When Christopher Columbus landed in the Caribbean in 1492, he mistook the Bahamas for India and called the indigenous people he encountered Indians. The term has since come to mean an indigenous person of North America, and many people use it to refer to any person of Native ancestry. To Alaskans, however, the word Indian denotes a more specific heritage.
Anthropologists recognize three distinct populations of Native North Americans: Indians, Eskimos, and Aleuts, each with a unique biological ancestry. Alaska is the only part of North America where all three populations are present. Here, people use the term Native rather than Indian to refer generally to an indigenous person. This can be confusing for people from other parts of the continent, who sometimes incorrectly apply the term Indian to Alutiiq people, calling them Alutiiq Indians.
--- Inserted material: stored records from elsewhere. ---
//! The simulated peers of the system under test: clients on the downstream
//! side, origin servers upstream. Drivers never touch sockets directly, they
//! own reactor tokens and react to its notifications.

pub mod client;
pub mod server;

use std::{
    fmt,
    sync::atomic::{AtomicU64, Ordering},
};

use mio::Token;

use crate::{
    endpoint::EndpointError,
    message::Message,
    pairing::PairingTracker,
    reactor::{Notification, Reactor, ReactorError},
};

pub use crate::driver::{
    client::{Client, DeproxyClient, H2Client},
    server::{ServerResponse, StaticServer},
};

/// connection ids are unique in the process so pairing keys never collide
static NEXT_CONNECTION: AtomicU64 = AtomicU64::new(1);

pub(crate) fn next_connection_id() -> u64 {
    NEXT_CONNECTION.fetch_add(1, Ordering::Relaxed)
}

#[derive(thiserror::Error, Debug)]
pub enum DriverError {
    #[error("endpoint error: {0}")]
    Endpoint(#[from] EndpointError),
    #[error("reactor error: {0}")]
    Reactor(#[from] ReactorError),
    #[error("{0} is not connected")]
    NotConnected(String),
}

/// Result of a nonblocking receive
#[derive(Debug, Clone, PartialEq, Eq)]
pub enum Received {
    Message(Message),
    /// nothing yet
    WouldBlock,
    /// nothing left and the connection is closed
    Closed,
}

#[derive(Debug, Clone, Copy, PartialEq, Eq)]
pub enum ServiceState {
    Stopped,
    BeginStart,
    Started,
    Error,
}

impl fmt::Display for ServiceState {
    fn fmt(&self, f: &mut fmt::Formatter<'_>) -> fmt::Result {
        let name = match self {
            ServiceState::Stopped => "stopped",
            ServiceState::BeginStart => "begin_start",
            ServiceState::Started => "started",
            ServiceState::Error => "error",
        };
        f.write_str(name)
    }
}

#[derive(Debug, Clone, Copy, PartialEq, Eq, Hash, PartialOrd, Ord)]
pub struct ClientId(pub usize);

#[derive(Debug, Clone, Copy, PartialEq, Eq, Hash, PartialOrd, Ord)]
pub struct ServerId(pub usize);

impl fmt::Display for ClientId {
    fn fmt(&self, f: &mut fmt::Formatter<'_>) -> fmt::Result {
        write!(f, "client {}", self.0)
    }
}

impl fmt::Display for ServerId {
    fn fmt(&self, f: &mut fmt::Formatter<'_>) -> fmt::Result {
        write!(f, "server {}", self.0)
    }
}

/// Lifecycle and event handling shared by every driver
pub trait Service {
    fn name(&self) -> String;

    fn state(&self) -> ServiceState;

    fn start(&mut self, reactor: &mut Reactor) -> Result<(), DriverError>;

    /// Release every endpoint, pending requests become evictions
    fn stop(&mut self, reactor: &mut Reactor, tracker: &mut PairingTracker);

    /// whether the token is one of this driver's endpoints
    fn owns(&self, token: Token) -> bool;

    fn handle(&mut self, reactor: &mut Reactor, tracker: &mut PairingTracker, notification: &Notification);
}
Although the Alutiiq people are not an Indian people, Indian cultures have contributed to Alutiiq traditions. Trade with neighboring Athabaskan and Tlingit peoples brought Indian goods, stories, artwork, and even people to Alutiiq communities. Stories suggest that the Alutiiq were aware of Indian people who lived along the Pacific Coast much farther south, perhaps through long-distance trade networks. The Alutiiq word for these people literally means “naked ones,” a reference to the different clothing styles of warmer climates.
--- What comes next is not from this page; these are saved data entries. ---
#[cfg(test)]
mod tests {
    use std::{
        io::{Read, Write},
        net::{TcpListener as StdListener, TcpStream as StdStream},
        thread,
    };

    use serial_test::serial;

    use super::*;
    use crate::endpoint::{ConnectOptions, StreamOptions};

    fn tick_until<F>(reactor: &mut Reactor, mut done: F) -> Vec<Notification>
    where
        F: FnMut(&[Notification]) -> bool,
    {
        let mut all = Vec::new();
        let deadline = Instant::now() + Duration::from_secs(5);
        while Instant::now() < deadline {
            all.extend(reactor.run_once(Duration::from_millis(10)).expect("fatal error"));
            if done(&all) {
                return all;
            }
        }
        panic!("condition not reached, notifications: {all:?}");
    }

    #[test]
    #[serial]
    fn idle_loop_waits_for_the_timeout() {
        let mut reactor = Reactor::new().unwrap();
        let listener =
            Endpoint::listen("127.0.0.1:0".parse().unwrap(), StreamOptions::default()).unwrap();
        reactor.register(listener).unwrap();
        // drain the registration events, if any
        reactor.run_once(Duration::ZERO).unwrap();

        let start = Instant::now();
        let notifications = reactor.run_once(Duration::from_millis(100)).unwrap();
        let elapsed = start.elapsed();
        assert!(notifications.is_empty());
        assert!(elapsed >= Duration::from_millis(90), "returned after {elapsed:?}");
        assert!(elapsed < Duration::from_secs(2));
    }

    #[test]
    #[serial]
    fn unregister_twice() {
        let mut reactor = Reactor::new().unwrap();
        let listener =
            Endpoint::listen("127.0.0.1:0".parse().unwrap(), StreamOptions::default()).unwrap();
        let token = reactor.register(listener).unwrap();
        assert_eq!(reactor.len(), 1);
        assert!(reactor.unregister(token).is_some());
        assert!(reactor.unregister(token).is_none());
        assert!(reactor.is_empty());
    }

    #[test]
    #[serial]
    fn accept_receive_and_close() {
        let mut reactor = Reactor::new().unwrap();
        let listener =
            Endpoint::listen("127.0.0.1:0".parse().unwrap(), StreamOptions::default()).unwrap();
        let address = listener.address();
        let listener_token = reactor.register(listener).unwrap();

        let mut peer = StdStream::connect(address).unwrap();
        let notifications = tick_until(&mut reactor, |n| {
            n.iter().any(|n| matches!(n, Notification::Accepted { .. }))
        });
        let connection = notifications
            .iter()
            .find_map(|n| match n {
                Notification::Accepted {
                    listener,
                    connection,
                } if *listener == listener_token => Some(*connection),
                _ => None,
            })
            .unwrap();

        peer.write_all(b"GET / HTTP/1.1\r\n\r\n").unwrap();
        let notifications = tick_until(&mut reactor, |n| {
            n.iter().any(|n| matches!(n, Notification::Received(..)))
        });
        let received: Vec<u8> = notifications
            .into_iter()
            .filter_map(|n| match n {
                Notification::Received(token, data) if token == connection => Some(data),
                _ => None,
            })
            .flatten()
            .collect();
        assert!(received.starts_with(b"GET /"));

        reactor.queue(connection, b"HTTP/1.1 200 OK\r\n\r\n").unwrap();
        for _ in 0..500 {
            reactor.run_once(Duration::from_millis(10)).unwrap();
            let flushed = reactor
                .endpoint(connection)
                .map_or(true, |endpoint| !endpoint.has_pending_output());
            if flushed {
                break;
            }
        }
        let mut buffer = [0; 19];
        peer.read_exact(&mut buffer).unwrap();
        assert_eq!(&buffer, b"HTTP/1.1 200 OK\r\n\r\n");

        drop(peer);
        tick_until(&mut reactor, |n| n.contains(&Notification::Closed(connection)));
        assert!(reactor.endpoint(connection).is_none());
    }

    #[test]
    #[serial]
    fn fatal_error_keeps_the_tick_notifications() {
        let mut reactor = Reactor::new().unwrap();
        let listener =
            Endpoint::listen("127.0.0.1:0".parse().unwrap(), StreamOptions::default()).unwrap();
        let address = listener.address();
        let listener_token = reactor.register(listener).unwrap();

        let refused = StdListener::bind("127.0.0.1:0").unwrap().local_addr().unwrap();
        let client = match Endpoint::connect(refused, &ConnectOptions::default()) {
            Ok(client) => client,
            // refused synchronously, no fatal error can reach the loop
            Err(_) => return,
        };
        let client_token = reactor.register(client).unwrap();
        let _peer = StdStream::connect(address).unwrap();
        // let both events land in the same tick
        thread::sleep(Duration::from_millis(50));

        let mut notifications = Vec::new();
        let deadline = Instant::now() + Duration::from_secs(5);
        let error = loop {
            assert!(Instant::now() < deadline, "no fatal error: {notifications:?}");
            match reactor.run_once(Duration::from_millis(10)) {
                Ok(tick) => notifications.extend(tick),
                Err(error) => break error,
            }
        };

        assert!(matches!(error, ReactorError::Fatal { token, .. } if token == client_token));
        assert!(notifications.iter().any(|n| matches!(
            n,
            Notification::Accepted { listener, .. } if *listener == listener_token
        )));
        assert!(notifications.contains(&Notification::Closed(client_token)));
        assert!(reactor.endpoint(client_token).is_none());
        // reported once
        assert!(reactor.run_once(Duration::ZERO).is_ok());
    }

    #[test]
    #[serial]
    fn client_connects_and_is_closed() {
        let mut reactor = Reactor::new().unwrap();
        let listener =
            Endpoint::listen("127.0.0.1:0".parse().unwrap(), StreamOptions::default()).unwrap();
        let address = listener.address();
        reactor.register(listener).unwrap();

        let client = Endpoint::connect(address, &ConnectOptions::default()).unwrap();
        let token = reactor.register(client).unwrap();
        tick_until(&mut reactor, |n| n.contains(&Notification::Connected(token)));

        reactor.close(token);
        let notifications = reactor.run_once(Duration::from_millis(10)).unwrap();
        assert!(notifications.contains(&Notification::Closed(token)));
        reactor.close_all();
        assert!(reactor.is_empty());
    }
}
In the early decades of the nineteenth century, Alutiiq families lived with matarngasqat at Russian posts in northern California. At Fort Ross, a settlement near Jenner, Alutiiq people worked and intermarried with Kashaya Indians. The word kashaya means “expert gambler” in a Pomoan language. Anthropologists believe that the Kashaya taught Alutiiq hunters to play kaataq, a popular guessing game they brought back to Kodiak.